104. It is only after Sebi's clearance that the second DRHP was converted into RHP and only thereafter that the Prospectus was filed before the ROC and the shares of the Appellant-Company were listed on the two Stock Exchanges. The Offer Documents remained in the public domain for months together before being listed on the Stock Exchanges but no actual investor ever complained of any inadequacy of information in the Offer Documents which could have disabled the person to take an informed decision in the matter of investment in the IPO floated by the Appellant- Company pursuant to 2nd DRHP dated 2nd January, 2007. During this long process, neither did Sebi nor did any investor raise any objection as to the inadequacy or the alleged untrue nature of the disclosures in the Offer Documents. The records also reveal that Sebi did find all the disclosures made by the Appellant in the Offer Documents to be satisfactory before the actual listing of the Appellant's shares on Stock Exchanges.

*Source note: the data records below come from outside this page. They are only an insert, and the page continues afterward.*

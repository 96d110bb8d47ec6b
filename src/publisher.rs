//! Cancellable Publisher
//!
//! Background producer that hands a counter (1, 2, 3, ...) to a single consumer,
//! pausing a fixed interval between emissions, until its governing signal node is
//! done. Every iteration races "node done" against "next emission" with done-detection
//! taking priority, so a consumer that stops reading can never pin the producer.
//!
//! The leaky variant has no governing node and exists as a negative control: it
//! stays blocked on its send for as long as the consumer keeps the receiver alive.

use crate::census::TaskCensus;
use crate::config::PublisherConfig;
use crate::error::DoneCause;
use crate::signal::SignalNode;
use std::time::Duration;
use tokio::sync::mpsc;
use tokio::task::JoinHandle;
use tokio::time::sleep;
use tracing::{debug, info, warn};

/// Why a publisher stopped.
#[derive(Debug, Clone, Copy, PartialEq, Eq)]
pub enum Termination {
    /// The governing node was released or an ancestor was cancelled
    Cancelled,
    /// The governing node's deadline passed
    DeadlineExceeded,
    /// The consumer dropped its receiver
    ConsumerGone,
}

impl Termination {
    fn from_node(node: &SignalNode) -> Self {
        match node.err() {
            Some(DoneCause::DeadlineExceeded) => Termination::DeadlineExceeded,
            _ => Termination::Cancelled,
        }
    }
}

/// Consumer end of a publisher's handoff channel.
///
/// Yields values in strictly increasing order. Once the governing node is done no
/// further value is observable, even one the publisher already handed over.
#[derive(Debug)]
pub struct Handoff {
    receiver: mpsc::Receiver<u64>,
    node: Option<SignalNode>,
}

impl Handoff {
    /// Next value, or `None` once the node is done or the publisher has exited.
    pub async fn recv(&mut self) -> Option<u64> {
        let Some(node) = &self.node else {
            return self.receiver.recv().await;
        };
        tokio::select! {
            biased;
            _ = node.done() => {
                self.receiver.close();
                None
            }
            value = self.receiver.recv() => value,
        }
    }

    /// Governing node, `None` for a leaky publisher.
    pub fn node(&self) -> Option<&SignalNode> {
        self.node.as_ref()
    }
}

/// Spawns publishers with a fixed emission interval.
#[derive(Debug, Clone)]
pub struct Publisher {
    interval: Duration,
    census: TaskCensus,
}

impl Publisher {
    pub fn new(interval: Duration) -> Self {
        Self {
            interval,
            census: TaskCensus::new(),
        }
    }

    pub fn from_config(config: &PublisherConfig) -> Self {
        Self::new(config.interval())
    }

    /// Count spawned publishers in `census` instead of a private one.
    pub fn with_census(mut self, census: TaskCensus) -> Self {
        self.census = census;
        self
    }

    pub fn census(&self) -> &TaskCensus {
        &self.census
    }

    pub fn interval(&self) -> Duration {
        self.interval
    }

    /// Spawn a publisher governed by `node`.
    ///
    /// The handoff channel is closed by the publisher itself on every exit path.
    pub fn spawn(&self, node: &SignalNode) -> (Handoff, JoinHandle<Termination>) {
        let (sender, receiver) = mpsc::channel(1);
        let guard = self.census.enter();
        let governor = node.clone();
        let interval = self.interval;

        info!(
            node_id = node.id().as_u64(),
            ?interval,
            "Publisher started"
        );

        let handle = tokio::spawn(async move {
            let _guard = guard;
            Self::publish_loop(governor, sender, interval).await
        });

        let handoff = Handoff {
            receiver,
            node: Some(node.clone()),
        };
        (handoff, handle)
    }

    /// Spawn a publisher with no governing node and no done-check.
    ///
    /// Its only exit is the consumer dropping the receiver.
    pub fn spawn_leaky(&self) -> (Handoff, JoinHandle<Termination>) {
        let (sender, receiver) = mpsc::channel(1);
        let guard = self.census.enter();

        warn!("Leaky publisher started without a governing signal");

        let handle = tokio::spawn(async move {
            let _guard = guard;
            let mut counter: u64 = 1;
            while sender.send(counter).await.is_ok() {
                counter += 1;
            }
            info!(emitted = counter - 1, "Leaky publisher terminated");
            Termination::ConsumerGone
        });

        let handoff = Handoff {
            receiver,
            node: None,
        };
        (handoff, handle)
    }

    async fn publish_loop(
        node: SignalNode,
        sender: mpsc::Sender<u64>,
        interval: Duration,
    ) -> Termination {
        let mut counter: u64 = 1;

        let reason = loop {
            let permit = tokio::select! {
                biased;
                _ = node.done() => break Termination::from_node(&node),
                permit = sender.reserve() => match permit {
                    Ok(permit) => permit,
                    Err(_) => break Termination::ConsumerGone,
                },
            };
            permit.send(counter);
            debug!(node_id = node.id().as_u64(), value = counter, "Published");
            counter += 1;

            tokio::select! {
                biased;
                _ = node.done() => break Termination::from_node(&node),
                _ = sleep(interval) => {}
            }
        };

        info!(
            node_id = node.id().as_u64(),
            emitted = counter - 1,
            reason = ?reason,
            "Publisher terminated"
        );
        reason
    }
}

/// Spawn a publisher governed by `node`, emitting every `interval`.
pub fn start_publisher(node: &SignalNode, interval: Duration) -> Handoff {
    Publisher::new(interval).spawn(node).0
}

/// Spawn the ungoverned producer used to reproduce the leak.
pub fn start_leaky_publisher() -> Handoff {
    Publisher::new(Duration::ZERO).spawn_leaky().0
}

105. Furthermore, 'Fraud' is defined in Regulation 3 (c) of the PFUTP 74 Regulation as under :

"3(c) 'fraud' includes any act, expression, omission or concealment committed whether in a deceitful manner or not by a person or by any other person with his connivance or by his agent while dealing in securities in order to induce another person or his agent to deal in securities, whether or not there is any wrongful gain or avoidance of any loss, and shall also include-
(1) a knowing misrepresentation of the truth or concealment of material fact in order that another person may act to his detriment; (2) a suggestion as to a fact which is not true by one who does not believe it to be true;
(3) an active concealment of a fact by a person having knowledge or belief of the fact;
(4) a promise made without any intention of performing it; (5) a representation made in a reckless and careless manner whether it be true or false;
(6) any such act or omission as any other law specifically declares to be fraudulent, (7) deceptive behaviour by a person depriving another of informed consent or full participation, (8) a false statement made without reasonable ground for believing it to be true.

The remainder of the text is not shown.